-------- Records for the task

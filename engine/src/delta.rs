//! Delta computation between two versions of the record set.
//!
//! A [`Delta`] is derived from two id→checksum maps and is never persisted.
//! Sets are ordered so that deltas compare and serialize deterministically.

use crate::{Record, RecordId};
use serde::{Deserialize, Serialize};
use std::collections::{BTreeMap, BTreeSet, HashMap};

/// Mapping from record id to content checksum.
pub type ChecksumMap = BTreeMap<RecordId, String>;

/// Ids added, updated and removed between two record sets.
#[derive(Debug, Clone, Default, PartialEq, Eq, Serialize, Deserialize)]
#[serde(rename_all = "camelCase")]
pub struct Delta {
    pub added: BTreeSet<RecordId>,
    pub updated: BTreeSet<RecordId>,
    pub removed: BTreeSet<RecordId>,
}

impl Delta {
    /// Whether the delta changes nothing.
    pub fn is_empty(&self) -> bool {
        self.added.is_empty() && self.updated.is_empty() && self.removed.is_empty()
    }

    /// Total number of ids touched.
    pub fn change_count(&self) -> usize {
        self.added.len() + self.updated.len() + self.removed.len()
    }

    /// Ids whose fetched record must be written.
    pub fn upserts(&self) -> impl Iterator<Item = &RecordId> {
        self.added.iter().chain(self.updated.iter())
    }

    /// Classify a server change list against the current contents.
    ///
    /// Fetched records that are unknown locally are added, those whose
    /// checksum differs are updated, and identical ones are skipped.
    /// Removal wins over an upsert of the same id. Removal of an id that is
    /// not present locally is a no-op and does not appear in the delta.
    pub fn from_changes(current: &ChecksumMap, fetched: &[Record], removed: &[RecordId]) -> Self {
        let requested: BTreeSet<&str> = removed.iter().map(String::as_str).collect();

        let mut delta = Delta {
            removed: removed
                .iter()
                .filter(|id| current.contains_key(*id))
                .cloned()
                .collect(),
            ..Default::default()
        };

        for record in fetched {
            if requested.contains(record.id.as_str()) {
                continue;
            }
            match current.get(&record.id) {
                None => {
                    delta.added.insert(record.id.clone());
                }
                Some(checksum) if *checksum != record.content_checksum => {
                    delta.updated.insert(record.id.clone());
                }
                Some(_) => {}
            }
        }

        delta
    }

    /// Apply the delta to an id-keyed record map.
    ///
    /// Records referenced by `added`/`updated` are taken from `fetched`.
    /// Returns the number of ids written or removed.
    pub fn apply_to(&self, records: &mut BTreeMap<RecordId, Record>, fetched: &[Record]) -> usize {
        let by_id: HashMap<&str, &Record> =
            fetched.iter().map(|r| (r.id.as_str(), r)).collect();

        let mut touched = 0;
        for id in self.upserts() {
            if let Some(record) = by_id.get(id.as_str()) {
                records.insert(id.clone(), (*record).clone());
                touched += 1;
            }
        }
        for id in &self.removed {
            if records.remove(id).is_some() {
                touched += 1;
            }
        }
        touched
    }
}

/// Compute the delta that turns `old` into `new`.
pub fn calculate_delta(old: &ChecksumMap, new: &ChecksumMap) -> Delta {
    let mut delta = Delta::default();

    for (id, checksum) in new {
        match old.get(id) {
            None => {
                delta.added.insert(id.clone());
            }
            Some(previous) if previous != checksum => {
                delta.updated.insert(id.clone());
            }
            Some(_) => {}
        }
    }

    for id in old.keys() {
        if !new.contains_key(id) {
            delta.removed.insert(id.clone());
        }
    }

    delta
}

/// Build the id→checksum map of a record set.
pub fn checksum_map<'a, I>(records: I) -> ChecksumMap
where
    I: IntoIterator<Item = &'a Record>,
{
    records
        .into_iter()
        .map(|r| (r.id.clone(), r.content_checksum.clone()))
        .collect()
}

#[cfg(test)]
mod tests {
    use super::*;
    use serde_json::json;

    fn map(entries: &[(&str, &str)]) -> ChecksumMap {
        entries
            .iter()
            .map(|(id, sum)| (id.to_string(), sum.to_string()))
            .collect()
    }

    fn set(ids: &[&str]) -> BTreeSet<RecordId> {
        ids.iter().map(|s| s.to_string()).collect()
    }

    #[test]
    fn identical_maps_yield_empty_delta() {
        let m = map(&[("A", "1"), ("B", "2")]);
        let delta = calculate_delta(&m, &m);
        assert!(delta.is_empty());
        assert_eq!(delta.change_count(), 0);
    }

    #[test]
    fn added_and_updated() {
        let old = map(&[("A", "1")]);
        let new = map(&[("A", "2"), ("B", "1")]);

        let delta = calculate_delta(&old, &new);
        assert_eq!(delta.added, set(&["B"]));
        assert_eq!(delta.updated, set(&["A"]));
        assert!(delta.removed.is_empty());
    }

    #[test]
    fn removed_only() {
        let old = map(&[("A", "1"), ("C", "1")]);
        let new = map(&[("A", "1")]);

        let delta = calculate_delta(&old, &new);
        assert!(delta.added.is_empty());
        assert!(delta.updated.is_empty());
        assert_eq!(delta.removed, set(&["C"]));
    }

    #[test]
    fn from_changes_skips_unchanged_records() {
        let same = Record::new("A", json!({"code": "E1"}));
        let changed = Record::new("B", json!({"code": "E2-rev"}));
        let fresh = Record::new("X", json!({"code": "E9"}));

        let mut current = checksum_map(&[same.clone()]);
        current.insert("B".into(), "00000000".into());
        current.insert("C".into(), "11111111".into());

        let delta = Delta::from_changes(
            &current,
            &[same, changed, fresh],
            &["C".to_string(), "ghost".to_string()],
        );

        assert_eq!(delta.added, set(&["X"]));
        assert_eq!(delta.updated, set(&["B"]));
        assert_eq!(delta.removed, set(&["C"]));
    }

    #[test]
    fn removal_wins_over_upsert() {
        let current = map(&[("A", "1")]);
        let fetched = vec![Record::new("A", json!({"code": "new"}))];

        let delta = Delta::from_changes(&current, &fetched, &["A".to_string()]);
        assert!(delta.updated.is_empty());
        assert_eq!(delta.removed, set(&["A"]));
    }

    #[test]
    fn apply_to_map() {
        let a = Record::new("A", json!({"code": "E1"}));
        let b = Record::new("B", json!({"code": "E2"}));
        let mut records: BTreeMap<RecordId, Record> =
            [("A".to_string(), a), ("B".to_string(), b)].into();

        let a2 = Record::new("A", json!({"code": "E1-rev"}));
        let x = Record::new("X", json!({"code": "E9"}));
        let delta = Delta {
            added: set(&["X"]),
            updated: set(&["A"]),
            removed: set(&["B"]),
        };

        let touched = delta.apply_to(&mut records, &[a2.clone(), x.clone()]);
        assert_eq!(touched, 3);
        assert_eq!(records.len(), 2);
        assert_eq!(records["A"], a2);
        assert_eq!(records["X"], x);
        assert!(!records.contains_key("B"));
    }
}
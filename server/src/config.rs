//! Configuration management for the server.

use crate::plan;
use faultsync_engine::{parse_version, SemVer};
use std::env;

/// Server configuration loaded from environment variables.
#[derive(Debug, Clone)]
pub struct Config {
    /// Server host address
    pub host: String,
    /// Server port
    pub port: u16,
    /// PostgreSQL connection URL
    pub database_url: String,
    /// Upper bound of the connection pool
    pub max_connections: u32,
    /// Clients below this dataset version always get a full snapshot
    pub min_delta_version: String,
}

impl Config {
    /// Load configuration from environment variables.
    pub fn from_env() -> Result<Self, ConfigError> {
        Self::from_lookup(|key| env::var(key).ok())
    }

    /// Build the configuration from any key lookup.
    pub fn from_lookup<F>(lookup: F) -> Result<Self, ConfigError>
    where
        F: Fn(&str) -> Option<String>,
    {
        let host = lookup("HOST").unwrap_or_else(|| "0.0.0.0".to_string());

        let port = match lookup("PORT") {
            Some(port) => port.parse().map_err(|_| ConfigError::InvalidPort)?,
            None => 3000,
        };

        let database_url = lookup("DATABASE_URL")
            .filter(|url| !url.trim().is_empty())
            .ok_or(ConfigError::MissingDatabaseUrl)?;

        let max_connections = match lookup("DATABASE_MAX_CONNECTIONS") {
            Some(n) => n.parse().map_err(|_| ConfigError::InvalidMaxConnections)?,
            None => 10,
        };

        let min_delta_version = match lookup("FAULTSYNC_MIN_DELTA_VERSION") {
            Some(v) if parse_version(&v) == SemVer::ZERO => {
                return Err(ConfigError::InvalidMinDeltaVersion(v))
            }
            Some(v) => v.trim().to_string(),
            None => plan::MIN_DELTA_VERSION.to_string(),
        };

        Ok(Self {
            host,
            port,
            database_url,
            max_connections,
            min_delta_version,
        })
    }

    pub fn bind_address(&self) -> String {
        format!("{}:{}", self.host, self.port)
    }
}

/// Configuration errors.
#[derive(Debug, thiserror::Error)]
pub enum ConfigError {
    #[error("DATABASE_URL environment variable is required")]
    MissingDatabaseUrl,

    #[error("Invalid PORT value")]
    InvalidPort,

    #[error("Invalid DATABASE_MAX_CONNECTIONS value")]
    InvalidMaxConnections,

    #[error("FAULTSYNC_MIN_DELTA_VERSION must be a version above 0.0.0, got {0:?}")]
    InvalidMinDeltaVersion(String),
}
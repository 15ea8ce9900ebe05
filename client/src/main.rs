//! faultsync - keep an offline copy of the fault code dataset up to date.

use clap::{Parser, Subcommand};
use faultsync_client::{Config, HttpRemote, IndexField, LocalStore, SyncService};
use faultsync_engine::format_version_info;
use std::path::PathBuf;
use std::sync::Arc;
use std::time::Duration;
use tracing_subscriber::{layer::SubscriberExt, util::SubscriberInitExt};

#[derive(Parser)]
#[command(name = "faultsync", version, about = "Offline fault code dataset sync")]
struct Cli {
    #[command(subcommand)]
    command: Command,
}

#[derive(Subcommand)]
enum Command {
    /// Show the applied version and sync state
    Status,
    /// Ask the server whether a newer dataset exists
    Check,
    /// Bring the local dataset up to date
    Sync {
        /// Sync even if the last sync is recent
        #[arg(long)]
        force: bool,
    },
    /// Write every record to a JSON bundle
    Export { path: PathBuf },
    /// Replace the local dataset with a JSON bundle
    Import { path: PathBuf },
    /// Search records by code, brand, model, title or description
    Search {
        query: String,
        /// Match an indexed field exactly instead (brand, model, category, severity, code)
        #[arg(long)]
        field: Option<IndexField>,
    },
    /// List applied dataset versions
    History,
    /// Sync periodically until interrupted
    Watch {
        /// Hours between syncs; defaults to FAULTSYNC_AUTO_SYNC_HOURS or 24
        #[arg(long)]
        every_hours: Option<u64>,
    },
}

#[tokio::main]
async fn main() -> Result<(), Box<dyn std::error::Error>> {
    tracing_subscriber::registry()
        .with(
            tracing_subscriber::EnvFilter::try_from_default_env()
                .unwrap_or_else(|_| "faultsync_client=info".into()),
        )
        .with(tracing_subscriber::fmt::layer().with_writer(std::io::stderr))
        .init();

    dotenvy::dotenv().ok();
    let cli = Cli::parse();
    let config = Config::from_env()?;

    let store = LocalStore::open(&config.db_path).await?;
    let remote = HttpRemote::new(&config.remote_url, config.request_timeout)?;
    let service = Arc::new(SyncService::new(
        store.clone(),
        Arc::new(remote),
        config.max_age_hours,
    ));

    match cli.command {
        Command::Status => {
            let status = service.status().await;
            let records = store.count().await?;
            println!(
                "version:    {}",
                status.current_version.as_deref().unwrap_or("never synced")
            );
            match status.last_sync {
                Some(at) => println!("last sync:  {}", at.to_rfc3339()),
                None => println!("last sync:  never"),
            }
            println!("records:    {}", records);
            println!("outdated:   {}", status.is_outdated);
        }
        Command::Check => {
            let comparison = service.check_for_updates().await?;
            if comparison.has_update {
                println!(
                    "Update available: {} -> {} ({} changes)",
                    comparison.current_version, comparison.latest_version, comparison.change_count
                );
                for line in comparison.changelog.unwrap_or_default() {
                    println!("  - {}", line);
                }
            } else {
                println!("Up to date ({})", comparison.current_version);
            }
        }
        Command::Sync { force } => {
            let mut progress = service.subscribe();
            let printer = tokio::spawn(async move {
                while let Ok(event) = progress.recv().await {
                    eprintln!("[{:>3}%] {}", event.progress, event.message);
                }
            });

            let result = service.sync_fault_database(force).await;
            printer.abort();

            println!("{}", serde_json::to_string_pretty(&result)?);
            if !result.success {
                std::process::exit(1);
            }
        }
        Command::Export { path } => {
            let bundle = service.export_fault_data().await?;
            tokio::fs::write(&path, bundle.to_json_pretty()?).await?;
            println!("Exported {} records to {}", bundle.fault_count, path.display());
        }
        Command::Import { path } => {
            let data = tokio::fs::read_to_string(&path).await?;
            let result = service.import_fault_data(&data).await;
            println!("{}", serde_json::to_string_pretty(&result)?);
            if !result.success {
                std::process::exit(1);
            }
        }
        Command::Search { query, field } => {
            let records = match field {
                Some(field) => store.find_by(field, &query).await?,
                None => store.search(&query).await?,
            };
            for record in &records {
                println!(
                    "{:<24} {:<10} {}",
                    record.id,
                    record.field("code").unwrap_or("-"),
                    record.field("title").unwrap_or("")
                );
            }
            println!("{} matches", records.len());
        }
        Command::History => {
            for version in store.versions().await? {
                let marker = if version.is_current { "*" } else { " " };
                println!("{} {}", marker, format_version_info(&version));
            }
        }
        Command::Watch { every_hours } => {
            let interval = every_hours
                .map(|h| Duration::from_secs(h.max(1) * 3600))
                .or(config.auto_sync_interval)
                .unwrap_or(Duration::from_secs(24 * 3600));

            let mut progress = service.subscribe();
            tokio::spawn(async move {
                while let Ok(event) = progress.recv().await {
                    tracing::info!(phase = ?event.phase, progress = event.progress, "{}", event.message);
                }
            });

            service.start_auto_sync(interval);
            tokio::signal::ctrl_c().await?;
            service.stop_auto_sync();
        }
    }

    store.close().await;
    Ok(())
}
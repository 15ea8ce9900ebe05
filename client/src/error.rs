//! Error types for the sync client.

use thiserror::Error;

/// Failures surfaced by the local store and the sync service.
#[derive(Debug, Error)]
pub enum SyncError {
    /// Request failure or non-success response from the remote.
    #[error("{0}")]
    Network(String),

    /// A sync is already running.
    #[error("Sync already in progress")]
    Concurrency,

    /// Malformed bundle or record, or checksum mismatch.
    #[error(transparent)]
    Validation(#[from] faultsync_engine::Error),

    /// Local store unavailable or transaction failure.
    #[error("Storage error: {0}")]
    Storage(#[from] sqlx::Error),

    /// The sync was aborted while talking to the remote.
    #[error("Sync aborted")]
    Cancelled,
}

impl From<reqwest::Error> for SyncError {
    fn from(err: reqwest::Error) -> Self {
        SyncError::Network(err.to_string())
    }
}

/// Result type for client operations.
pub type Result<T> = std::result::Result<T, SyncError>;
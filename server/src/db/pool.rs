//! Connection pool and schema setup.

use crate::config::Config;
use sqlx::postgres::PgPoolOptions;
use sqlx::PgPool;
use std::time::Duration;

pub type Pool = PgPool;

/// Connect to PostgreSQL using the configured URL and pool size.
pub async fn connect(config: &Config) -> Result<Pool, sqlx::Error> {
    tracing::debug!(max_connections = config.max_connections, "Connecting to database");
    PgPoolOptions::new()
        .max_connections(config.max_connections)
        .acquire_timeout(Duration::from_secs(10))
        .connect(&config.database_url)
        .await
}

/// Apply pending migrations from `./migrations`.
pub async fn migrate(pool: &Pool) -> Result<(), sqlx::migrate::MigrateError> {
    sqlx::migrate!("./migrations").run(pool).await
}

----------------

= Exercise directions =
Look above for the line containing "use sqlx::PgPool;". From there to the final line of the entries, repeat every line exactly.

= Exercise solution =
use sqlx::PgPool;
use std::time::Duration;

pub type Pool = PgPool;

/// Connect to PostgreSQL using the configured URL and pool size.
pub async fn connect(config: &Config) -> Result<Pool, sqlx::Error> {
    tracing::debug!(max_connections = config.max_connections, "Connecting to database");
    PgPoolOptions::new()
        .max_connections(config.max_connections)
        .acquire_timeout(Duration::from_secs(10))
        .connect(&config.database_url)
        .await
}

/// Apply pending migrations from `./migrations`.
pub async fn migrate(pool: &Pool) -> Result<(), sqlx::migrate::MigrateError> {
    sqlx::migrate!("./migrations").run(pool).await
}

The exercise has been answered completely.